(Records from a data collection)
+++++

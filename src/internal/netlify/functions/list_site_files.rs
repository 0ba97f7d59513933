use crate::internal::netlify::structs::{ManifestFetchError, NetlifyAuth};
use crate::internal::netlify::structs::netlify_file_source::encode_path;
use crate::internal::site_file::structs::ManifestEntry;

/// 拉取站点的文件清单
///
/// 返回顺序与服务端一致。记录中除 `path` 与 `size` 外的字段全部忽略。
pub async fn list_site_files(
    auth: &NetlifyAuth,
    site_id: &str,
) -> Result<Vec<ManifestEntry>, ManifestFetchError> {
    let url = auth.endpoint(&format!("sites/{}/files", encode_path(site_id)))?;
    tracing::debug!(%url, "请求文件清单");

    let response = auth.client.get(url).send().await?;

    let status = response.status();
    if !status.is_success() {
        let body = response.text().await.unwrap_or_default();
        return Err(ManifestFetchError::Status {
            status: status.as_u16(),
            body,
        });
    }

    let entries = response
        .json::<Vec<ManifestEntry>>()
        .await
        .map_err(ManifestFetchError::Decode)?;

    tracing::info!(site = site_id, files = entries.len(), "已获取文件清单");
    Ok(entries)
}
use std::io::IsTerminal;

use anyhow::{bail, Context, Result};
use dialoguer::{Confirm, Input};

/// 补全后的站点与应用 id
#[derive(Debug, Clone)]
pub struct NetlifyIds {
    pub client_id: Option<String>,
    pub site_id: String,
}

fn interactive() -> bool {
    std::io::stdin().is_terminal()
}

fn non_empty(value: Option<String>) -> Option<String> {
    value.map(|v| v.trim().to_string()).filter(|v| !v.is_empty())
}

/// 缺少的 id 在终端中交互式输入；非终端环境下直接报错。
///
/// 已有令牌时不需要 client id。
pub fn resolve_ids(
    client_id: Option<String>,
    site_id: Option<String>,
    has_token: bool,
) -> Result<NetlifyIds> {
    let mut client_id = non_empty(client_id);
    let mut site_id = non_empty(site_id);

    if client_id.is_none() && !has_token {
        if !interactive() {
            bail!("缺少 client id，请通过 --client-id 或 NETLIFY_CLIENT_ID 提供");
        }
        client_id = Some(ask("Netlify App Client ID")?);
    }

    let site_id = match site_id.take() {
        Some(id) => id,
        None if interactive() => ask("Site ID")?,
        None => bail!("缺少 site id，请通过 --site-id 或 NETLIFY_SITE_ID 提供"),
    };

    Ok(NetlifyIds { client_id, site_id })
}

fn ask(prompt: &str) -> Result<String> {
    let value: String = Input::new()
        .with_prompt(prompt)
        .validate_with(|input: &String| {
            if input.trim().is_empty() { Err("不能为空") } else { Ok(()) }
        })
        .interact_text()
        .with_context(|| format!("读取 {prompt} 失败"))?;
    Ok(value.trim().to_string())
}

/// 命令行未指定时询问是否打包；非终端环境下默认不打包。
pub fn resolve_zip(choice: Option<bool>) -> Result<bool> {
    if let Some(choice) = choice {
        return Ok(choice);
    }
    if !interactive() {
        return Ok(false);
    }
    Confirm::new()
        .with_prompt("下载完成后打包为 zip？")
        .default(false)
        .interact()
        .context("读取打包选项失败")
}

+++++

**DIRECTIONS FOR THIS TASK:** From the entries above, pull out each line that includes "bool".

**PROBLEM SOLUTION:**
fn interactive() -> bool {
    has_token: bool,
pub fn resolve_zip(choice: Option<bool>) -> Result<bool> {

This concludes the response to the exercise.